▶ [Required work]: Count every line of the material that holds the string "Uuid". Respond with the total only.

::::

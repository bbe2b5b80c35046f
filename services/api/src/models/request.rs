//! Trip request model and lifecycle
//!
//! A trip request is a participant's ask to join a trip. The transition
//! guards live here; the repository enforces them inside a transaction
//! together with the seat accounting.

use chrono::{DateTime, Utc};
use serde::{Deserialize, Serialize};
use uuid::Uuid;

use super::trip::TripSummary;

/// Trip request lifecycle status
#[derive(Debug, Clone, Copy, PartialEq, Eq, Serialize, Deserialize)]
#[serde(rename_all = "lowercase")]
pub enum RequestStatus {
    Pending,
    Accepted,
    Rejected,
    Cancelled,
}

impl RequestStatus {
    /// Database representation
    pub fn as_str(&self) -> &'static str {
        match self {
            RequestStatus::Pending => "pending",
            RequestStatus::Accepted => "accepted",
            RequestStatus::Rejected => "rejected",
            RequestStatus::Cancelled => "cancelled",
        }
    }

    /// Only a pending request can be accepted or rejected by the creator
    pub fn can_be_decided(&self) -> bool {
        matches!(self, RequestStatus::Pending)
    }

    /// The requester can withdraw while pending or after acceptance
    pub fn can_be_cancelled(&self) -> bool {
        matches!(self, RequestStatus::Pending | RequestStatus::Accepted)
    }

    /// A live request blocks the same user from requesting the trip again
    pub fn is_live(&self) -> bool {
        !matches!(self, RequestStatus::Cancelled)
    }
}

impl std::str::FromStr for RequestStatus {
    type Err = anyhow::Error;

    fn from_str(s: &str) -> Result<Self, Self::Err> {
        match s {
            "pending" => Ok(RequestStatus::Pending),
            "accepted" => Ok(RequestStatus::Accepted),
            "rejected" => Ok(RequestStatus::Rejected),
            "cancelled" => Ok(RequestStatus::Cancelled),
            other => Err(anyhow::anyhow!("Unknown request status: {}", other)),
        }
    }
}

/// Trip request entity
#[derive(Debug, Clone, Serialize, Deserialize)]
pub struct TripRequest {
    pub id: Uuid,
    pub trip_id: Uuid,
    pub user_id: Uuid,
    pub status: RequestStatus,
    pub created_at: DateTime<Utc>,
    pub updated_at: DateTime<Utc>,
}

/// Request as shown in the creator inbox and the sent-requests list
#[derive(Debug, Clone, Serialize)]
pub struct TripRequestWithContext {
    #[serde(flatten)]
    pub request: TripRequest,
    pub spot_name: String,
    pub requester_name: String,
    pub departure_time: DateTime<Utc>,
}

/// An accepted request together with the trip it joins
#[derive(Debug, Clone, Serialize)]
pub struct Participation {
    pub trip: TripSummary,
    pub request: TripRequest,
}

#[cfg(test)]
mod tests {
    use super::*;

    #[test]
    fn test_only_pending_can_be_decided() {
        assert!(RequestStatus::Pending.can_be_decided());
        assert!(!RequestStatus::Accepted.can_be_decided());
        assert!(!RequestStatus::Rejected.can_be_decided());
        assert!(!RequestStatus::Cancelled.can_be_decided());
    }

    #[test]
    fn test_pending_and_accepted_can_be_cancelled() {
        assert!(RequestStatus::Pending.can_be_cancelled());
        assert!(RequestStatus::Accepted.can_be_cancelled());
        assert!(!RequestStatus::Rejected.can_be_cancelled());
        assert!(!RequestStatus::Cancelled.can_be_cancelled());
    }

    #[test]
    fn test_cancelled_requests_are_not_live() {
        assert!(RequestStatus::Pending.is_live());
        assert!(RequestStatus::Accepted.is_live());
        assert!(RequestStatus::Rejected.is_live());
        assert!(!RequestStatus::Cancelled.is_live());
    }
}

::::

▶ [Answer for the task]: 4